Sulla cresta dell'onda
testata

CIVEZZA

Il paese di Civezza (IM), nell'entroterra imperiese, è legato al mare per essere stato oggetto di incursioni e devastazioni barbaresche, difeso dalle sue cinque torri. Nei pressi di una di queste, nella panoramica piazza Carducci, si trova una meridiana dal singolare motto in francese. Tutto su Civezza e le sue meridiane nel recente libro di Luciano L. Calzamiglia e Giampiero Laiolo Civezza: la sua storia (Comune di Civezza, 2001).

A pag. 25 leggiamo che "Le meridiane dipinte sulla facciate sono un altro segnale del livello culturale della comunità. Probabilmente numerose nei secoli passati, come testimoniano alcuni gnomoni conficcati dei muri, ne rimangono alcune di grande interesse: in via Dante n. 64; nella "Cà de Angiulina du Megu", sul prospetto su piazza Marconi; nella "cà de Perandré", sulla bella loggia esposta a sud; in piazza Carducci da poco restaurata, con un curioso motto in francese.

meridiana di Civezza
meridiana di Civezza

Tutte queste meridiane o, per meglio dire, orologi solari, sono classicamente a ore astronomiche e indicano l'ora solare effettiva del luogo, ad eccezione di quella in via Dante. Quest'ultima, invece, con quadrante triangolare e gnomone retto a falso stilo - secondo notizie cortesemente fornite dal dott. geol. Roberto Reis - è una meridiana antica (attorno al XVII-XVIII secolo), con sistema di misurazione "a ore italiche", predisposta cioè per calcolare le ore da tramonto a tramonto. Il tramontare del sole, dunque, è principio dell'ora prima e termine delle ventiquattr'ore.
Questo criterio di misurazione era assolutamente in sintonia con i cicli delle stagioni e diffuso nelle comunità rurali: chi lavorava in campagna non era interessato propriamente a conoscere l'ora esatta, quanto piuttosto a sapere di quanto luce solare poteva disporre per le proprie occupazioni.

L'orologio solare di via Dante é rivolto ad Est per segnare con precisione nelle ore mattutine: si trova nel quartiere "del Gallo", che prende nome dalla curiosa scultura a forma di gallo posta su un tetto immediatamente a Nord-Est della meridiana.

meridiana di Civezza
meridiana di Civezza

Apparentemente l'opera non ha alcun valore, situata com'è in una posizione dove difficilmente poteva costituire un ornamento architettonico.
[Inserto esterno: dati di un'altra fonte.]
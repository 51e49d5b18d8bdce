//! Group a handful of synthetic face embeddings with DBSCAN, then name new faces.
//!
//! Run with `RUST_LOG=huddle=debug` to see the per-run log lines.

use huddle::cluster::{util, Dbscan, KnnClassifier};
use tracing_subscriber::EnvFilter;

fn face(direction: &[f32]) -> Vec<f32> {
    let mut v = direction.to_vec();
    util::normalize(&mut v);
    v
}

fn main() {
    tracing_subscriber::fmt()
        .with_env_filter(EnvFilter::from_default_env())
        .init();

    // Three people in a 4D embedding space, plus one stray face.
    let data: Vec<Vec<f32>> = vec![
        // Person A
        face(&[1.0, 0.1, 0.0, 0.0]),
        face(&[0.95, 0.15, 0.05, 0.0]),
        face(&[1.0, 0.05, 0.1, 0.05]),
        // Person B
        face(&[0.0, 1.0, 0.1, 0.0]),
        face(&[0.1, 0.95, 0.0, 0.05]),
        face(&[0.05, 1.0, 0.05, 0.1]),
        // Stray
        face(&[0.5, -0.5, 0.5, -0.5]),
        // Person C
        face(&[0.0, 0.0, 0.1, 1.0]),
        face(&[0.05, 0.1, 0.0, 0.95]),
        face(&[0.0, 0.05, 0.05, 1.0]),
    ];

    let dbscan = Dbscan::new(0.95, 2);
    let assignment = match dbscan.cluster(&data) {
        Ok(a) => a,
        Err(e) => {
            eprintln!("clustering failed: {e}");
            std::process::exit(1);
        }
    };

    println!("=== DBSCAN (eps=0.95, min_pts=2) ===");
    for (id, members) in assignment.groups().iter().enumerate() {
        println!("  group {id}: faces {members:?}");
    }
    println!("  unassigned: faces {:?}", assignment.noise());

    // Use the clustered faces as a gallery for new ones.
    let mut knn = KnnClassifier::new(3, 0.9);
    let (gallery, labels): (Vec<Vec<f32>>, Vec<usize>) = data
        .iter()
        .zip(assignment.labels())
        .filter(|&(_, &l)| l != assignment.noise_id())
        .map(|(v, &l)| (v.clone(), l))
        .unzip();
    if let Err(e) = knn.fit(&gallery, &labels) {
        eprintln!("fit failed: {e}");
        std::process::exit(1);
    }

    println!("\n=== kNN (k=3, threshold=0.9) ===");
    for query in [face(&[0.9, 0.1, 0.1, 0.0]), face(&[-1.0, 0.0, 0.0, 0.0])] {
        match knn.predict(&query) {
            Ok(Some(p)) => println!(
                "  {query:.2?} => group {} (similarity {:.3}, {} votes)",
                p.label, p.similarity, p.votes
            ),
            Ok(None) => println!("  {query:.2?} => unknown"),
            Err(e) => println!("  {query:.2?} => error: {e}"),
        }
    }
}
use anyhow::{Context, Result};
use std::env;

/// The application's configuration.
#[derive(Clone)]
pub struct Config {
    /// The URL of the PostgreSQL database holding user records.
    pub database_url: String,
    /// The URL of the Redis server holding session state.
    pub redis_url: String,
    /// The secret used to sign the session id cookie.
    pub secret_key: String,
    /// The duration of a session in days.
    pub session_duration_days: i64,
}

impl Config {
    /// Creates a new `Config` from environment variables.
    pub fn from_env() -> Result<Self> {
        let secret_key = env::var("SECRET_KEY")
            .context("SECRET_KEY must be set (generate with: openssl rand -hex 32)")?;

        // The cookie signing key is built from this value and needs at
        // least 64 bytes of input.
        if secret_key.len() < 64 {
            anyhow::bail!("SECRET_KEY must be at least 64 characters (openssl rand -hex 32)");
        }

        let session_duration_days = parse_session_duration(
            &env::var("SESSION_DURATION_DAYS").unwrap_or_else(|_| "7".to_string()),
        )?;

        Ok(Self {
            database_url: env::var("DATABASE_URL").context("DATABASE_URL must be set")?,
            redis_url: env::var("REDIS_URL")
                .unwrap_or_else(|_| "redis://127.0.0.1:6379".to_string()),
            secret_key,
            session_duration_days,
        })
    }
}

/// Parses the session duration, rejecting zero and negative values up
/// front; the value later becomes an unsigned Redis TTL.
fn parse_session_duration(raw: &str) -> Result<i64> {
    let days: i64 = raw.parse().context("Invalid SESSION_DURATION_DAYS")?;
    if days <= 0 {
        anyhow::bail!("SESSION_DURATION_DAYS must be positive");
    }
    Ok(days)
}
Resta dunque il "mistero" della sua funzione, a meno che il gallo - come ipotizzato dal Reis - non fosse utile alla meridiana con funzione catottrica. In tal caso, infatti, per raggiungere il quadrante e segnare l'ora almeno in particolari periodi dell'anno, i raggi del sole dovevano essere riflessi mediante specchi, uno dei quali poteva essere ospitato sulla superficie o nell'occhio della scultura.

L'ipotesi, in sé suggestiva ed attendibile, trova ragione nella necessità di ovviare all'oscuramento che la meridiana ha subito nel corso degli anni per la soprelevazione delle case che la fronteggiano, a causa delle quali non poteva più essere irraggiata dal sole nelle ore del mattino, proprio quelle per cui era stata costruita. (Paragrafo a cura del dr arch. Roberto Amoretti di Civezza).

La meridiana non è fotografabile, infatti, perché si trova in alto sull'edificio che prospetta nello stretto vicolo.